• What you should do: What you return should be the lines of the data containing "WebSocket", each in full.

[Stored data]
···
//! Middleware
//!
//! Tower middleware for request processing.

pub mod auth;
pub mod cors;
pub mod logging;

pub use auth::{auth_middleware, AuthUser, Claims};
···
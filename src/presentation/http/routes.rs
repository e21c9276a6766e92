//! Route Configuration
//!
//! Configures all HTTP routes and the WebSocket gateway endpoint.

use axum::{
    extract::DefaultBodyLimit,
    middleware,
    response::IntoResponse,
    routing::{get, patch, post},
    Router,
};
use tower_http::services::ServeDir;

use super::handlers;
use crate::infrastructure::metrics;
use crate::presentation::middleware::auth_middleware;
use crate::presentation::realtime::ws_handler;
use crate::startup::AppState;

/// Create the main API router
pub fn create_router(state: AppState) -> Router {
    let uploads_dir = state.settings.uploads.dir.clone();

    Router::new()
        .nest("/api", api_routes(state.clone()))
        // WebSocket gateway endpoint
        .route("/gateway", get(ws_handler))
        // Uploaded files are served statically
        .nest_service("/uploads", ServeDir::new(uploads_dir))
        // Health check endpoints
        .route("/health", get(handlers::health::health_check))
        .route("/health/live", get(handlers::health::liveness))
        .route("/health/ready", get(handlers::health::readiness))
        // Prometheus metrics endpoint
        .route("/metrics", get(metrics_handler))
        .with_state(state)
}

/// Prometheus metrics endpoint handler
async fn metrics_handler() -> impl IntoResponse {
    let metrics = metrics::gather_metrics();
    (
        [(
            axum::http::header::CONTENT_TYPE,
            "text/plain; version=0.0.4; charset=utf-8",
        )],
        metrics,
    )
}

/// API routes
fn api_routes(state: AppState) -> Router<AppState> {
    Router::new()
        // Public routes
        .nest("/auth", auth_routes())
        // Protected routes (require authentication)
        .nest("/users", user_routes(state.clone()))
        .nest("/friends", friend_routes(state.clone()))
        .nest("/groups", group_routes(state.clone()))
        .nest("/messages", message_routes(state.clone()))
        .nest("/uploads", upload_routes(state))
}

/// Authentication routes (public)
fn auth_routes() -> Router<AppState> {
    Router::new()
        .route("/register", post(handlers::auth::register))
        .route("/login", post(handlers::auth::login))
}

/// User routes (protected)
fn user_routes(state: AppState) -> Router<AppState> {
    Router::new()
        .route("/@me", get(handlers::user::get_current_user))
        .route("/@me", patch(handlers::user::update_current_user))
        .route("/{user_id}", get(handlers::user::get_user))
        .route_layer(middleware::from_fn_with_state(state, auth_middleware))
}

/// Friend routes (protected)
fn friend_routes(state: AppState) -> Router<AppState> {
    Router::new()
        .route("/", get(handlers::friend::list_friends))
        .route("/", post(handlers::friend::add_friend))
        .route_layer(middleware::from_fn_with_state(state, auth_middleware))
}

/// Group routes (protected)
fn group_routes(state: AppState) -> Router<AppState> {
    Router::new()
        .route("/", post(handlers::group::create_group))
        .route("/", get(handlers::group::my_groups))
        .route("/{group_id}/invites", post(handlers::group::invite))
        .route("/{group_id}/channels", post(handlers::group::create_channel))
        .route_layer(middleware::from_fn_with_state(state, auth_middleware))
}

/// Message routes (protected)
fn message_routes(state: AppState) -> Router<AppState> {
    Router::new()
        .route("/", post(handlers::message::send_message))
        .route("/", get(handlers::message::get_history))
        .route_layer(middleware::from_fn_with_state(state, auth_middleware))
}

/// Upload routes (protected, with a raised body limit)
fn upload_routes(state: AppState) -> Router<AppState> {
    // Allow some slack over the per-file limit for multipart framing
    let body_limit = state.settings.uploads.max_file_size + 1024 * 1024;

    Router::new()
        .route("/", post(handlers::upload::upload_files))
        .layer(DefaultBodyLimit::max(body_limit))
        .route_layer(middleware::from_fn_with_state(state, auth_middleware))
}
···
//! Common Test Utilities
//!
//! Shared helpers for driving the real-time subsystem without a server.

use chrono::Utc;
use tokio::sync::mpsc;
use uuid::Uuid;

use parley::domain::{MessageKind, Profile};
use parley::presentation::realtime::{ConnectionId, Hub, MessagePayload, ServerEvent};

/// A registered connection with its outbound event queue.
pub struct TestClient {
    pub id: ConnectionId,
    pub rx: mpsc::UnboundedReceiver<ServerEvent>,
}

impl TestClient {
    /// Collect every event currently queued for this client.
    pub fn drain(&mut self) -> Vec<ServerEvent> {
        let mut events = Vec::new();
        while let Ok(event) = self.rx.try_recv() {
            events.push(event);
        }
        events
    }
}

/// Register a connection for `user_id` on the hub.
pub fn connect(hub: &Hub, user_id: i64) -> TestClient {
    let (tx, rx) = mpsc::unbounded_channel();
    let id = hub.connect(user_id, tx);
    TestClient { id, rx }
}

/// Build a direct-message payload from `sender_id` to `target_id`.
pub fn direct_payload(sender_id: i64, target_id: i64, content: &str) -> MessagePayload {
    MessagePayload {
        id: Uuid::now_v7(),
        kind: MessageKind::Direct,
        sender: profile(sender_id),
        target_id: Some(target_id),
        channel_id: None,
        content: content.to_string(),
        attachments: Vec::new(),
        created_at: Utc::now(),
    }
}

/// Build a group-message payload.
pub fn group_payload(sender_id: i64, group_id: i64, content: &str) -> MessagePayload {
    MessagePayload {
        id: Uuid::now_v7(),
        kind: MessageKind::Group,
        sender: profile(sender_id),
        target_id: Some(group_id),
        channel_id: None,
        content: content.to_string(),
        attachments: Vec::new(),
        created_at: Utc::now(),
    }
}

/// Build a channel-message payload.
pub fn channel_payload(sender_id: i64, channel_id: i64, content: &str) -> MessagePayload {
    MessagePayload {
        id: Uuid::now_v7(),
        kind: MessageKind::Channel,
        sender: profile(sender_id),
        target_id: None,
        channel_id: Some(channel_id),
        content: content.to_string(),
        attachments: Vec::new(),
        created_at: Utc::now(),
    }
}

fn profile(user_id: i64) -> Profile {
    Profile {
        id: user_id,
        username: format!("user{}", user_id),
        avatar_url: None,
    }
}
···
• Solved problem:
//! Configures all HTTP routes and the WebSocket gateway endpoint.
        // WebSocket gateway endpoint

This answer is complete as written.